Chemical Financial Form 8-K - 05/16/06

UNITED STATES
SECURITIES AND EXCHANGE COMMISSION

Washington, D.C. 20549

FORM 8-K

CURRENT REPORT

Pursuant to Section 13 or 15(d) of the
Securities Exchange Act of 1934

Date of Report (Date of earliest event reported): May 11, 2006

Chemical Financial Corporation
(Exact Name of Registrant as
Specified in its Charter)

 

Michigan
(State or Other Jurisdiction
of Incorporation)

000-08185
(Commission
File Number)

38-2022454
(IRS Employer
Identification No.)

 



333 E. Main Street
Midland, Michigan

(Address of Principal Executive Offices)

 


48640
(Zip Code)

 

Registrant's telephone number, including area code:  (989) 839-5350


Check the appropriate box below if the Form 8-K filing is intended to simultaneously satisfy the filing obligation of the registrant under any of the following provisions (see General Instruction A.2. below):

o Written communications pursuant to Rule 425 under the Securities Act (17 CFR 230.425)

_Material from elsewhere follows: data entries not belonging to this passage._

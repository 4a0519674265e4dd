// This Source Code Form is subject to the terms of the Mozilla Public
// License, v. 2.0. If a copy of the MPL was not distributed with this
// file, You can obtain one at http://mozilla.org/MPL/2.0/.

//! Filter lowering: morphology and diffuse lighting become DrawingML
//! shadow and 3D primitives. Everything else was already routed to the
//! metafile fallback by the policy engine.

use svg2pptx_ir::filter::{Filter, FilterPrimitive, LightSource, MorphologyOperator};
use svg2pptx_ir::{nearly_zero, Color};

use super::SlideWriter;

/// EMUs per filter pixel.
const EMU_PER_PX: f64 = 25_400.0;

/// 60000ths of a degree, the DrawingML angle unit.
const ANGLE_SCALE: f64 = 60_000.0;

pub(super) fn write_effects(w: &mut SlideWriter, filter: &Filter) {
    // Radius-zero morphology is a no-op; skip the whole list when
    // nothing would be written.
    let relevant: Vec<&FilterPrimitive> = filter
        .primitives
        .iter()
        .filter(|p| match p {
            FilterPrimitive::Morphology {
                radius_x, radius_y, ..
            } => !(nearly_zero(*radius_x) && nearly_zero(*radius_y)),
            FilterPrimitive::DiffuseLighting { .. } => true,
            FilterPrimitive::Unsupported(_) => false,
        })
        .collect();

    if relevant.is_empty() {
        return;
    }

    w.xml.start_element("a:effectLst");
    for primitive in relevant {
        match *primitive {
            FilterPrimitive::Morphology {
                operator,
                radius_x,
                radius_y,
            } => write_morphology(w, operator, radius_x, radius_y),
            FilterPrimitive::DiffuseLighting {
                surface_scale,
                diffuse_constant,
                color,
                light,
            } => write_diffuse_lighting(w, surface_scale, diffuse_constant, color, light),
            FilterPrimitive::Unsupported(_) => {}
        }
    }
    w.xml.end_element();
}

/// Dilate becomes an outer shadow whose distance equals the radius;
/// erode an inner one. Blur stays zero so the edge remains crisp.
fn write_morphology(
    w: &mut SlideWriter,
    operator: MorphologyOperator,
    radius_x: f64,
    radius_y: f64,
) {
    let rx_emu = radius_x * EMU_PER_PX;
    let ry_emu = radius_y * EMU_PER_PX;
    let asymmetric = (radius_x - radius_y).abs() > 0.001;

    match operator {
        MorphologyOperator::Dilate => {
            // Stroke-expansion equivalent: the shadow reaches one
            // radius outward.
            let (dist, sx) = if asymmetric {
                let tx = rx_emu * 2.0;
                let ty = ry_emu * 2.0;
                ((tx + ty) / 4.0, (tx / ty * 100_000.0).round() as i64)
            } else {
                (rx_emu, 100_000)
            };

            w.xml.start_element("a:outerShdw");
            w.xml.write_attribute("blurRad", "0");
            w.xml.write_attribute("dist", &(dist.round() as i64));
            w.xml.write_attribute("dir", "0");
            w.xml.write_attribute("rotWithShape", "0");
            w.xml.write_attribute("sx", &sx);
            w.xml.write_attribute("sy", "100000");
            w.xml.write_attribute("kx", "0");
            w.xml.write_attribute("ky", "0");
            w.xml.write_attribute("algn", "ctr");
            write_color_with_alpha(w, Color::black(), 100_000);
            w.xml.end_element();
        }
        MorphologyOperator::Erode => {
            w.xml.start_element("a:innerShdw");
            w.xml.write_attribute("blurRad", "0");
            w.xml.write_attribute("dist", &(rx_emu.round() as i64));
            w.xml
                .write_attribute("dir", &((180.0 * ANGLE_SCALE) as i64));
            write_color_with_alpha(w, Color::white(), 100_000);
            w.xml.end_element();
        }
    }
}

fn write_diffuse_lighting(
    w: &mut SlideWriter,
    surface_scale: f64,
    diffuse_constant: f64,
    color: Color,
    light: LightSource,
) {
    // Surface elevation drives the extrusion depth.
    let extrusion = (surface_scale.abs() * EMU_PER_PX).round() as i64;
    let contour = (surface_scale.abs() * 0.5 * EMU_PER_PX).round() as i64;

    let material = if diffuse_constant >= 2.0 {
        "matte"
    } else if diffuse_constant >= 1.0 {
        "softEdge"
    } else {
        "flat"
    };

    w.xml.start_element("a:sp3d");
    w.xml.write_attribute("extrusionH", &extrusion);
    w.xml.write_attribute("contourW", &contour);
    w.xml.write_attribute("prstMaterial", material);
    w.xml.start_element("a:bevelT");
    w.xml.write_attribute("w", "25400");
    w.xml.write_attribute("h", "12700");
    w.xml.end_element();
    w.xml.end_element();

    // Directional bevel from the light's quadrant.
    let bevel_w = (diffuse_constant * 2.0 * EMU_PER_PX).round() as i64;
    let bevel_h = (diffuse_constant * 1.5 * EMU_PER_PX).round() as i64;
    w.xml.start_element(bevel_side(light));
    w.xml.write_attribute("w", &bevel_w);
    w.xml.write_attribute("h", &bevel_h);
    w.xml.end_element();

    let (rig, dir) = light_rig(light);
    w.xml.start_element("a:lightRig");
    w.xml.write_attribute("rig", rig);
    w.xml.write_attribute("dir", dir);
    w.xml.start_element("a:rot");
    w.xml.write_attribute("lat", "0");
    w.xml.write_attribute("lon", "0");
    w.xml.write_attribute("rev", "1200000");
    w.xml.end_element();
    w.xml.end_element();

    // An inner shadow opposite the light gives the shape depth.
    let blur = (surface_scale * 2.0 * EMU_PER_PX).round().max(0.0) as i64;
    let dist = (surface_scale * EMU_PER_PX).round().max(0.0) as i64;
    let dir = match light {
        LightSource::Distant { azimuth, .. } => {
            (((azimuth + 180.0).rem_euclid(360.0)) * ANGLE_SCALE) as i64
        }
        // A bottom-right shadow for positional lights.
        _ => 13_500_000,
    };
    let alpha = ((diffuse_constant * 20_000.0) as i64).min(50_000);

    w.xml.start_element("a:innerShdw");
    w.xml.write_attribute("blurRad", &blur);
    w.xml.write_attribute("dist", &dist);
    w.xml.write_attribute("dir", &dir);
    w.xml.write_attribute("rotWithShape", "1");
    w.xml.write_attribute("algn", "ctr");
    write_color_with_alpha(w, color, alpha);
    w.xml.end_element();
}

fn write_color_with_alpha(w: &mut SlideWriter, color: Color, alpha: i64) {
    w.xml.start_element("a:srgbClr");
    w.xml.write_attribute("val", &color.to_hex());
    w.xml.start_element("a:alpha");
    w.xml.write_attribute("val", &alpha);
    w.xml.end_element();
    w.xml.end_element();
}

/// The bevel side lit by the light source.
fn bevel_side(light: LightSource) -> &'static str {
    match light {
        LightSource::Distant { azimuth, elevation } => {
            if elevation >= 75.0 {
                "a:bevelT"
            } else if elevation <= 15.0 {
                "a:bevelB"
            } else if (45.0..=135.0).contains(&azimuth) {
                "a:bevelR"
            } else if (225.0..=315.0).contains(&azimuth) {
                "a:bevelL"
            } else {
                "a:bevelT"
            }
        }
        _ => "a:bevelT",
    }
}

/// The light rig preset and direction for a light source.
fn light_rig(light: LightSource) -> (&'static str, &'static str) {
    match light {
        LightSource::Distant { azimuth, elevation } => {
            if elevation >= 75.0 {
                ("threePt", "t")
            } else if !(0.0..=360.0).contains(&azimuth) {
                ("threePt", "tl")
            } else if azimuth >= 315.0 || azimuth <= 45.0 {
                ("balanced", "tl")
            } else if azimuth <= 135.0 {
                ("soft", "r")
            } else if azimuth <= 225.0 {
                ("harsh", "b")
            } else {
                ("soft", "l")
            }
        }
        LightSource::Point { .. } => ("contrasting", "tl"),
        LightSource::Spot { .. } => ("harsh", "t"),
    }
}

o Soliciting material pursuant to Rule 14a-12 under the Exchange Act (17 CFR 240.14a-12)

o Pre-commencement communications pursuant to Rule 14d-2(b) under the Exchange Act (17 CFR 240.14d-2(b))

o Pre-commencement communications pursuant to Rule 13e-4(c) under the Exchange Act (17 CFR 240.13e-4(c))





Item 4.01

Changes in Registrant's Certifying Accountant.

          Chemical Financial Corporation ("Chemical") engaged KPMG LLP ("KPMG") as its independent registered public accounting firm, to replace its prior accounting firm, Ernst & Young LLP ("Ernst & Young"), effective as of May 11, 2006. The change in Chemical's certifying accounting firm was based on the results of a competitive bidding process. The engagement of KPMG and the dismissal of Ernst & Young was recommended and approved by the Audit Committee of Chemical's Board of Directors.

          Ernst & Young's reports on Chemical's financial statements for the fiscal years ended December 31, 2005 and 2004 did not contain any adverse opinion or disclaimer of opinion and were not qualified or modified as to uncertainty, audit scope or accounting principles.

          During the two most recent fiscal years ended December 31, 2005 and 2004 and through the date of this report, there were no "disagreements" (as that term is defined in Item 304(a)(1)(iv) of Regulation S-K issued under the Securities Exchange Act of 1934, as amended, and its related instructions) between Chemical and Ernst & Young on any matter of accounting principles or practices, financial statement disclosure or auditing scope or procedure which, if not resolved to the satisfaction of Ernst & Young, would have caused Ernst & Young to make reference to the subject matter of the disagreement in connection with its reports.

          During the two most recent fiscal years ended December 31, 2005 and 2004 and through the date of this report, there were no "reportable events" (as that term is defined in Item 304(a)(1)(v) of Regulation S-K issued under the Securities Exchange Act of 1934, as amended, and its related instructions) between Chemical and Ernst & Young.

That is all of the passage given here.